Sylvia Plath'ın otuz yaşındaki trajik intiharı, güzelliği, Ted Huges ile evliliği, edebiyat dünyasında şiirlerinden ve kitaplarından daha çok ses getirdi. Eşi Ted Huges tarafından çocuklarının korunması bahanesi ile sansürlenerek yayınlanan "Günlükler", bu çelişkili parlak tutuklu, kırılgan şairin intiharına yol açan uzun süreci anlatıyor adım adım. "Ölmek bir sanattır" diyor Sylvia Plath. Günlüklerinde hayatın karanlık ve aydınlık tarafını, yaratma sürecinin yoğunluğunu berrak bir dille anlatıyor.
Sylvia Plath ilk kez yirmi yaşında intihar etmeye teşebbüs ettiğinde bir psikiyatri hastanesine yatırılır. Tedavi sonrasında intiharının gerçek sebebinin kıskançlık olduğunu itiraf eder günlüğünde. Yazma ve yaratma tutkusu, erkekler tarafından şekillendirilmiş bir dünyada yer bulamamaktadır. Plath için edebiyat hayati bir ihtiyaçken, yaşadığı dönem kendilerini tuzağa düşmüş hisseden akıllı kadınların 'valium' ve elektrik şokları ile sakinleştirildiği yıllardır. 1955'de kazandığı bursla Cambridge'e giden Sylvia Plath burada kendisini edebi yönden de destekleyeceğine inandığı Ted Huges ile tanışır; tanışmalarındaki vahşi tutkunun, aradığı beklediği dönüşümü yaratacağına inanır. Kısa bir süre sonra evlenirler. Çalışmalarını Avrupa ve Amerika'da sürdürürler.
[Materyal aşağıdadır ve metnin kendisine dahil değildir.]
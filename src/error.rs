use axum::{
    Json,
    http::StatusCode,
    response::{IntoResponse, Response},
};
use serde::Serialize;
use serde_json::{Value, json};

use crate::application::cache_aside::FetchError;
use crate::infrastructure::cache::CacheError;

#[derive(Serialize)]
struct ErrorBody {
    error: ErrorInfo,
}

#[derive(Serialize)]
struct ErrorInfo {
    code: &'static str,
    message: String,
    details: Value,
}

#[derive(Debug)]
pub enum AppError {
    Validation { message: String, details: Value },
    NotFound { message: String, details: Value },
    Conflict { message: String, details: Value },
    Internal { message: String, details: Value },
}

impl AppError {
    pub fn bad_request(message: impl Into<String>, details: Value) -> Self {
        Self::Validation {
            message: message.into(),
            details,
        }
    }
    pub fn not_found(message: impl Into<String>, details: Value) -> Self {
        Self::NotFound {
            message: message.into(),
            details,
        }
    }
    pub fn conflict(message: impl Into<String>, details: Value) -> Self {
        Self::Conflict {
            message: message.into(),
            details,
        }
    }
    pub fn internal(message: impl Into<String>, details: Value) -> Self {
        Self::Internal {
            message: message.into(),
            details,
        }
    }
}

impl IntoResponse for AppError {
    fn into_response(self) -> Response {
        let (status, code, message, details) = match self {
            AppError::Validation { message, details } => (
                StatusCode::BAD_REQUEST,
                "validation_error",
                message,
                details,
            ),
            AppError::NotFound { message, details } => {
                (StatusCode::NOT_FOUND, "not_found", message, details)
            }
            AppError::Conflict { message, details } => {
                (StatusCode::CONFLICT, "conflict", message, details)
            }
            AppError::Internal { message, details } => (
                StatusCode::INTERNAL_SERVER_ERROR,
                "internal_error",
                message,
                details,
            ),
        };

        let body = ErrorBody {
            error: ErrorInfo {
                code,
                message,
                details,
            },
        };

        (status, Json(body)).into_response()
    }
}

pub fn map_sqlx_error(e: sqlx::Error) -> AppError {
    if let Some(db) = e.as_database_error() {
        if db.is_unique_violation() {
            return AppError::conflict(
                "Unique constraint violation",
                json!({ "constraint": db.constraint() }),
            );
        }
    }

    AppError::internal("Database error", json!({}))
}

impl From<sqlx::Error> for AppError {
    fn from(e: sqlx::Error) -> Self {
        map_sqlx_error(e)
    }
}

/// Cache faults surfaced through the raw pass-through endpoints.
impl From<CacheError> for AppError {
    fn from(e: CacheError) -> Self {
        match e {
            CacheError::Decode(_) => AppError::internal(
                "Corrupted cache payload",
                json!({ "reason": e.to_string() }),
            ),
            _ => AppError::internal("Cache operation failed", json!({ "reason": e.to_string() })),
        }
    }
}

/// Only load and decode failures escape the cache-aside flow; both are
/// request-fatal.
impl From<FetchError<AppError>> for AppError {
    fn from(e: FetchError<AppError>) -> Self {
        match e {
            FetchError::Load(e) => e,
            FetchError::Decode(e) => AppError::internal(
                "Corrupted cache payload",
                json!({ "reason": e.to_string() }),
            ),
        }
    }
}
New York'ta bir dergide staj yapan, ünlü bir yazar olma hayali kuran genç bir kadının '50'lerdeki yaşamını anlattığı" Sırça Fanus" 1963 yılında Viktoria Lucas
mahlası ile basılır. Henry Miller'in çok ses getiren "Yengeç Dönencesi"yle aynı zaman; zengin kadınların para kaynağı, güzel kadınların şehvet nesnesi, fakir olanların ev kadını olarak görüldüğü yıllar. Sırça Fanus da 19 yaşındaki Esther'in intihar etme isteğinin birdenbire oluşmadığını, biriken bir şey olduğunu anlatır. Kitap Plath'in ölümünden sonra kendi adıyla basıldığında annesi ABD'de dağıtımını engellemek için girişimde bulunmuş ancak başarılı olamamıştır. Özlemini duyduğu entelektüel evliliği parlak bir yazar ile yapmış olsa da Ted'in isminin gölgesinde kalır yazdıkları.
Önceleri Plath'in dergilere yolladığı şiirler egzotik ve romantik bulunurak dışlanır. Tutarlı bir polemik ve gürültüyle susturulan kadının sesini duyurmaktan vazgeçmez o. Zaman içinde New Yorker dergisinde basılan şiirlerine olumlu eleştiriler almaya başladığında eşi Ted ile ilişkileri gerginleşmeye başlamıştır.
Günlükler, gergin rahatsız edici ağrılı bir dille, erkek egemen dünyada ayakta duran bir kadının çelişkili değişken edebi kariyerini anlatır, çok kapsamlı zenginleştirici bir deneyimle.